Committee approves bill allowing land repossession without a judge

The House Public Safety Committee agreed an invoice this Tuesday to authorize the repossession of occupied land without the need for a court decision – meaning landowners can simply shoot “trespassers” with their own power or call the police.

The text states that a landowner “may preserve or restore [possession] under his own power, provided he does so promptly and the acts of defense do not go beyond what is strictly necessary to maintain or restore possession, or, notwithstanding a court order, requests the assistance of the police.”

The bill was passed without a vote.

The proposal was supported by members of the so-called “Bullet Caucus” – a group of conservative gun lawmakers. Earlier this month, the committee approved a bill granting amnesty to 74 police officers convicted of the 1992 massacre at São Paulo’s Carandiru prison. It was the bloodiest episode in Brazilian penal history.

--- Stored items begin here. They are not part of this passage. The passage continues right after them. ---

//! Bridge to `tracing`.
//!
//! Every record becomes an event with target `logfront::bridge`. Since
//! tracing targets are static, the record's own target travels in the
//! `origin` field and an attached error in the `error` field.

use logfront_core::logging::targets;
use logfront_core::{Level, Logger, Provider, Record};

use super::ErrorChain;

/// Logger emitting `tracing` events.
#[derive(Debug, Clone, Copy, PartialEq, Eq, Hash)]
pub struct TracingLogger {
    level: Level,
}

static TRACING_LOGGERS: [TracingLogger; 6] = [
    TracingLogger { level: Level::Trace },
    TracingLogger { level: Level::Debug },
    TracingLogger { level: Level::Info },
    TracingLogger { level: Level::Warn },
    TracingLogger { level: Level::Error },
    TracingLogger { level: Level::Off },
];

impl TracingLogger {
    #[must_use]
    pub fn for_level(level: Level) -> &'static TracingLogger {
        &TRACING_LOGGERS[level.index()]
    }
}

impl Logger for TracingLogger {
    fn at_level(&self, level: Level) -> &dyn Logger {
        if level == self.level {
            self
        } else {
            Self::for_level(level)
        }
    }

    fn level(&self) -> Level {
        self.level
    }

    fn is_enabled(&self) -> bool {
        match self.level {
            Level::Trace => tracing::enabled!(target: targets::BRIDGE, tracing::Level::TRACE),
            Level::Debug => tracing::enabled!(target: targets::BRIDGE, tracing::Level::DEBUG),
            Level::Info => tracing::enabled!(target: targets::BRIDGE, tracing::Level::INFO),
            Level::Warn => tracing::enabled!(target: targets::BRIDGE, tracing::Level::WARN),
            Level::Error => tracing::enabled!(target: targets::BRIDGE, tracing::Level::ERROR),
            Level::Off => false,
        }
    }

    fn log(&self, record: &Record<'_>) {
        let error = record.error().map(ErrorChain);

        macro_rules! emit {
            ($level:expr) => {
                match &error {
                    Some(err) => tracing::event!(
                        target: targets::BRIDGE,
                        $level,
                        origin = record.target(),
                        error = %err,
                        "{}",
                        record.args()
                    ),
                    None => tracing::event!(
                        target: targets::BRIDGE,
                        $level,
                        origin = record.target(),
                        "{}",
                        record.args()
                    ),
                }
            };
        }

        match record.level() {
            Level::Trace => emit!(tracing::Level::TRACE),
            Level::Debug => emit!(tracing::Level::DEBUG),
            Level::Info => emit!(tracing::Level::INFO),
            Level::Warn => emit!(tracing::Level::WARN),
            Level::Error => emit!(tracing::Level::ERROR),
            Level::Off => {}
        }
    }
}

/// Provider handing out [`TracingLogger`]s, INFO by default.
#[derive(Debug, Clone, Copy, Default)]
pub struct TracingProvider;

impl Provider for TracingProvider {
    fn logger(&self) -> &dyn Logger {
        TracingLogger::for_level(Level::Info)
    }
}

The draft law’s rapporteur, Aluisio Mendes, who also chairs the committee, argued that judges could be pressured into making unfair decisions. According to him, “international pressure” may have influenced the Supreme Court’s 2009 decision confirmed the delimitation of the indigenous territory of Raposa Serra do Sol in the northern state of Roraima.

Prior to this verdict, the region had been plagued by conflicts between indigenous peoples and rice farmers for several years. The Supreme Court decision ordered the expulsion of non-Indigenous citizens from the region.

During Tuesday’s discussion of the bill, lawmakers expressed concern about the left-wing Landless Workers Movement (MST), which for some time has used “squatting” tactics extensively, sending farmers onto unused private farmland to claim for themselves . However, such professions were mostly practiced in the 1990s have since fallen dramatically before the Jair Bolsonaro government.

The MST agreed in October 2021 resume its land occupation strategy.

Attorney Isabel Figueiredo, a researcher at the Brazilian Public Safety Forum, a think tank, recounted The Brazilian report She understands that the law is unconstitutional and will be struck down by the Supreme Court if it goes ahead. “A bill cannot remove a conflict of interest such as land ownership from the judiciary’s analysis. Such a decision is not in the hands of the police.” She adds that property titles claimed by landowners could be wrong.

The bill must be approved by another House committee before it can go to the Senate.